• [About this exercise]
Scan the data below for the string "Manager". Show every line where it turns up.

*** Dataset excerpts ***

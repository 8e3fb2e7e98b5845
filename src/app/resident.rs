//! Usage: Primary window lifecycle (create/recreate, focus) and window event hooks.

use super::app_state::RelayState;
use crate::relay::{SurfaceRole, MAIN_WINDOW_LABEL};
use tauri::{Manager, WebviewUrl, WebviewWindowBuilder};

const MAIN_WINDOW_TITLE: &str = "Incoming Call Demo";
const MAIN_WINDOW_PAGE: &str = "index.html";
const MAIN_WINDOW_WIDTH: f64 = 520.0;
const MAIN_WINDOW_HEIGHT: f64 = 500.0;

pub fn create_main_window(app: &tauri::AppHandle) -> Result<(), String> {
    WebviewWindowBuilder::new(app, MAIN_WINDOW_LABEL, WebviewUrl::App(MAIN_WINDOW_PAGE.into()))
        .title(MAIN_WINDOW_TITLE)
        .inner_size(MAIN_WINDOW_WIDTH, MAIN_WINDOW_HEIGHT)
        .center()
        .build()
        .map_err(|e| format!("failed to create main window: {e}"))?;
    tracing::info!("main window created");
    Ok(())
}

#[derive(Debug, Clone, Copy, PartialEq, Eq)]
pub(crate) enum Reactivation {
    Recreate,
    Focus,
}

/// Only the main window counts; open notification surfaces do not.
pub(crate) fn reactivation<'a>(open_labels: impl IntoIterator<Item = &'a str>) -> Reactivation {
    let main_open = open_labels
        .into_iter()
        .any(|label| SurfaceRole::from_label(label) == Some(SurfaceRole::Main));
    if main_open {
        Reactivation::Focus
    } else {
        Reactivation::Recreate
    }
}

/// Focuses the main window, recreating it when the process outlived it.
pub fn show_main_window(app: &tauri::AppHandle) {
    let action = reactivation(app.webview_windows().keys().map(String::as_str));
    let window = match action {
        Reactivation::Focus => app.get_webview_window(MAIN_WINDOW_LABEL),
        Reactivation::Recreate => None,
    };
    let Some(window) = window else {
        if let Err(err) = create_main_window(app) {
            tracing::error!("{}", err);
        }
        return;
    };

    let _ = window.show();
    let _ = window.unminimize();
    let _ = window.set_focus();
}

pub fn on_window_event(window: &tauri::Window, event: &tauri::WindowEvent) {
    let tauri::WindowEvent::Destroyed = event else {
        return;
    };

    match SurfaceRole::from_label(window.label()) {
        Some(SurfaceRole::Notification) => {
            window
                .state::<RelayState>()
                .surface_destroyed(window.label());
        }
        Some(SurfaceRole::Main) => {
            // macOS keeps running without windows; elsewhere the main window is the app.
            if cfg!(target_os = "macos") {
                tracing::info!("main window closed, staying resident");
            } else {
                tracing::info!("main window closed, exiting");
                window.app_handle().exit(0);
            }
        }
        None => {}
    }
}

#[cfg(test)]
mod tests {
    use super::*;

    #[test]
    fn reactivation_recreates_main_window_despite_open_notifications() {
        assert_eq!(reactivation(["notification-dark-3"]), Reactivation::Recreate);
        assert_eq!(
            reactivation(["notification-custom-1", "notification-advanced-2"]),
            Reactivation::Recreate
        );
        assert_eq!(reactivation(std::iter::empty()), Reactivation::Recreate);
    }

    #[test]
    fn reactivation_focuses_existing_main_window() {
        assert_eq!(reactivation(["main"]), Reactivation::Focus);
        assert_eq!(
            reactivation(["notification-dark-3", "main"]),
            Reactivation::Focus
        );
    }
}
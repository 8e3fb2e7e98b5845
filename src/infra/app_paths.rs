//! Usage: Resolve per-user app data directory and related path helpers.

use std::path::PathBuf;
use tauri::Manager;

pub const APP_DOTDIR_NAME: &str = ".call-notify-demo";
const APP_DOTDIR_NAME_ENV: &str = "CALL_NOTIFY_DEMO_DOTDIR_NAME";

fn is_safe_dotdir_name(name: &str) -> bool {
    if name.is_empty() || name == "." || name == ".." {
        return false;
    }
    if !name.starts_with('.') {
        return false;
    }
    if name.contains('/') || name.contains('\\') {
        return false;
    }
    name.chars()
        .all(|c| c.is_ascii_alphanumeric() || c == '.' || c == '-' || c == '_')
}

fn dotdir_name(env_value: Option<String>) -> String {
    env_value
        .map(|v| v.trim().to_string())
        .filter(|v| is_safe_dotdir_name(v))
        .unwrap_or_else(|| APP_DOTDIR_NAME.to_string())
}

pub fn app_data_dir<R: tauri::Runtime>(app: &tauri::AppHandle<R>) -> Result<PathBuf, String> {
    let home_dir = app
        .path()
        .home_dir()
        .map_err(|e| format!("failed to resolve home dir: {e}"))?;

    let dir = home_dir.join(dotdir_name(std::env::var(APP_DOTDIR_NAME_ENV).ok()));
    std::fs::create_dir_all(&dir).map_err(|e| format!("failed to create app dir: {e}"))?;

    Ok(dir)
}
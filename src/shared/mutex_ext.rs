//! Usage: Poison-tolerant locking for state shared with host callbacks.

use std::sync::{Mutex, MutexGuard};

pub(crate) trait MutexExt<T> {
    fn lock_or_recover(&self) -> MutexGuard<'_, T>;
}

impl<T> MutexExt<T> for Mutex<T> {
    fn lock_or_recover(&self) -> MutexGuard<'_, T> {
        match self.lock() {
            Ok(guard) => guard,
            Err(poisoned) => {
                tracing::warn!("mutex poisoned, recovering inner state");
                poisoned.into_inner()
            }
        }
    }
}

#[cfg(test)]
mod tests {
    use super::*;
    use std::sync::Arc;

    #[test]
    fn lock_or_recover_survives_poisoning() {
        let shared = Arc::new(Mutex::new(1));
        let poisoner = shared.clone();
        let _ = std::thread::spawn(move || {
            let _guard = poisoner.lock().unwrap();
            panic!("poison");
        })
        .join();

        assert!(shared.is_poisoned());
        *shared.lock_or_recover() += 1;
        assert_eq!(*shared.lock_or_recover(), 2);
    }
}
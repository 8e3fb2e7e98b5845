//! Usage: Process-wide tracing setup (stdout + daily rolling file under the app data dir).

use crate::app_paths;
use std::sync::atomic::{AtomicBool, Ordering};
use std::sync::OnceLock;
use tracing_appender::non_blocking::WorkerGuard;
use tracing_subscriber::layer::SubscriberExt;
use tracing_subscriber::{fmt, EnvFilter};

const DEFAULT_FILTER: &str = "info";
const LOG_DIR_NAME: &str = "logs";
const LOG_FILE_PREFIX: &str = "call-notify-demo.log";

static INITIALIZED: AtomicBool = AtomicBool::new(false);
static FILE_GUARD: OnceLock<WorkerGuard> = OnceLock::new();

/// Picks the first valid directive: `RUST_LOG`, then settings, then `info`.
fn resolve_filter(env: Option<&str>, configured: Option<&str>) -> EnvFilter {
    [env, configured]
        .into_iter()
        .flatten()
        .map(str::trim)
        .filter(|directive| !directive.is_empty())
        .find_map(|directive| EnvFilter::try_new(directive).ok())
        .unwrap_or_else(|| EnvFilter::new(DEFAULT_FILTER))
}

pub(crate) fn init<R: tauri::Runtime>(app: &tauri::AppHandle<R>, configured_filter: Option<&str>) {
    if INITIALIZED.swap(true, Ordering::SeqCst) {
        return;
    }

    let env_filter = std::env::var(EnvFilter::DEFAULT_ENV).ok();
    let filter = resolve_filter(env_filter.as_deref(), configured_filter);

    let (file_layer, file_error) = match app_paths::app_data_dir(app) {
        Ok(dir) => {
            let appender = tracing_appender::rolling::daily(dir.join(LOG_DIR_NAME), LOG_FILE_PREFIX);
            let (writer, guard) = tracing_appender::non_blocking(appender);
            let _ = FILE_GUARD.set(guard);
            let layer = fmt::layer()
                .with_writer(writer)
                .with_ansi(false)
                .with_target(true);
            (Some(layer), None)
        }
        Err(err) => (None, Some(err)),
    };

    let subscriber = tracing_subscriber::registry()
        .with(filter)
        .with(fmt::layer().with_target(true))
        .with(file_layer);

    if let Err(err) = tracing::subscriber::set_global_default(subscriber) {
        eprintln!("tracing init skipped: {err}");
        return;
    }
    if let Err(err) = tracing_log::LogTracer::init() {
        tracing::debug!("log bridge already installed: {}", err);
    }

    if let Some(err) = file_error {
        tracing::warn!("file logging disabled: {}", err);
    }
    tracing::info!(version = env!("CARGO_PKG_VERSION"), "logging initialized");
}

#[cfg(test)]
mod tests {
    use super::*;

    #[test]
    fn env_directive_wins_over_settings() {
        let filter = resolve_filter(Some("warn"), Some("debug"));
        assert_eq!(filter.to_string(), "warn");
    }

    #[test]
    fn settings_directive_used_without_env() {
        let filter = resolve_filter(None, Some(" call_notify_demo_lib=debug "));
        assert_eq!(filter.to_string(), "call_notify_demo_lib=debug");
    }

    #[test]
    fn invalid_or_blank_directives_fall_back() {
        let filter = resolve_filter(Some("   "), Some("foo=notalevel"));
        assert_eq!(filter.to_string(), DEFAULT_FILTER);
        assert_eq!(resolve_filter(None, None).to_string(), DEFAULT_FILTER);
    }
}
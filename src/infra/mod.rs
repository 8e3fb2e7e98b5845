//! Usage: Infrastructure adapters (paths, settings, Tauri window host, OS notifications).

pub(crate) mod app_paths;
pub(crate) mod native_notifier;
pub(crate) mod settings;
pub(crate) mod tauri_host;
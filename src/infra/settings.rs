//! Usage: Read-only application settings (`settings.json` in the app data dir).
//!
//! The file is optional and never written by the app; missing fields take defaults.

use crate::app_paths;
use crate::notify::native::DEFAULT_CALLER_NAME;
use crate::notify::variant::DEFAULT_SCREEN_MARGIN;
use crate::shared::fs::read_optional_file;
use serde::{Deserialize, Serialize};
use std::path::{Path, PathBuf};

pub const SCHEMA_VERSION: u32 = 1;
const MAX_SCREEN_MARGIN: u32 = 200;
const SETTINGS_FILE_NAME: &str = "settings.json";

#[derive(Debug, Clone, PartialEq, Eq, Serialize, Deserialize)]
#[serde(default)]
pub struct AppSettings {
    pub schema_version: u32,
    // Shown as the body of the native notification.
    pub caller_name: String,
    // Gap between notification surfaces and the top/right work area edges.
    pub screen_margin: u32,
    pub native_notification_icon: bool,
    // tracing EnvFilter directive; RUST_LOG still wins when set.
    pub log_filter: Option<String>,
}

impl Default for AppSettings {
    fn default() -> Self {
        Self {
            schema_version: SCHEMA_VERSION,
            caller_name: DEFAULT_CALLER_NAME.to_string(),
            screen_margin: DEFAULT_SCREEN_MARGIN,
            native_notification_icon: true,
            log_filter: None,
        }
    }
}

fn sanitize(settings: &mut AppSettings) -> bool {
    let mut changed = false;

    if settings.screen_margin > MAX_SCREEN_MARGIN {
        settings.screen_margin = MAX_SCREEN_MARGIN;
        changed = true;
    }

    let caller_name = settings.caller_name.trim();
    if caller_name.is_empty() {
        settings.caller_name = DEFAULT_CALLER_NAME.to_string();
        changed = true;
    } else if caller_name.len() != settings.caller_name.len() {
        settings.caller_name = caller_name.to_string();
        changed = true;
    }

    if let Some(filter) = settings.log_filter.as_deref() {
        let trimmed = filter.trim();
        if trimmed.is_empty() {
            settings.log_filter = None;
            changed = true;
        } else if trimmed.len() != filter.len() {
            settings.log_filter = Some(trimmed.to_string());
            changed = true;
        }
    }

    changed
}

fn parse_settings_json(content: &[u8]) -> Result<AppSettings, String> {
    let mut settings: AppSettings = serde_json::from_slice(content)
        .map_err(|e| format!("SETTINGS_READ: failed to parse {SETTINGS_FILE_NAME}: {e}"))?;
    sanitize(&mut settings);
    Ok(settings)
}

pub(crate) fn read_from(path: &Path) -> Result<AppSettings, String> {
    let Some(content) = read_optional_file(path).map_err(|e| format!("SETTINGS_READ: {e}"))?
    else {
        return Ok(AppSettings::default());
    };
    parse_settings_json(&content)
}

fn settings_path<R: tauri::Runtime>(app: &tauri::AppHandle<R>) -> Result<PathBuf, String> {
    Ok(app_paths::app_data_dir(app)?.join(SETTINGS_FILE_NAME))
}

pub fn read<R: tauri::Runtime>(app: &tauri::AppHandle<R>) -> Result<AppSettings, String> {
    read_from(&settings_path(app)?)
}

*** End of Dataset excerpts ***

• [Solved problem]
use tauri::{Manager, WebviewUrl, WebviewWindowBuilder};
use tauri::Manager;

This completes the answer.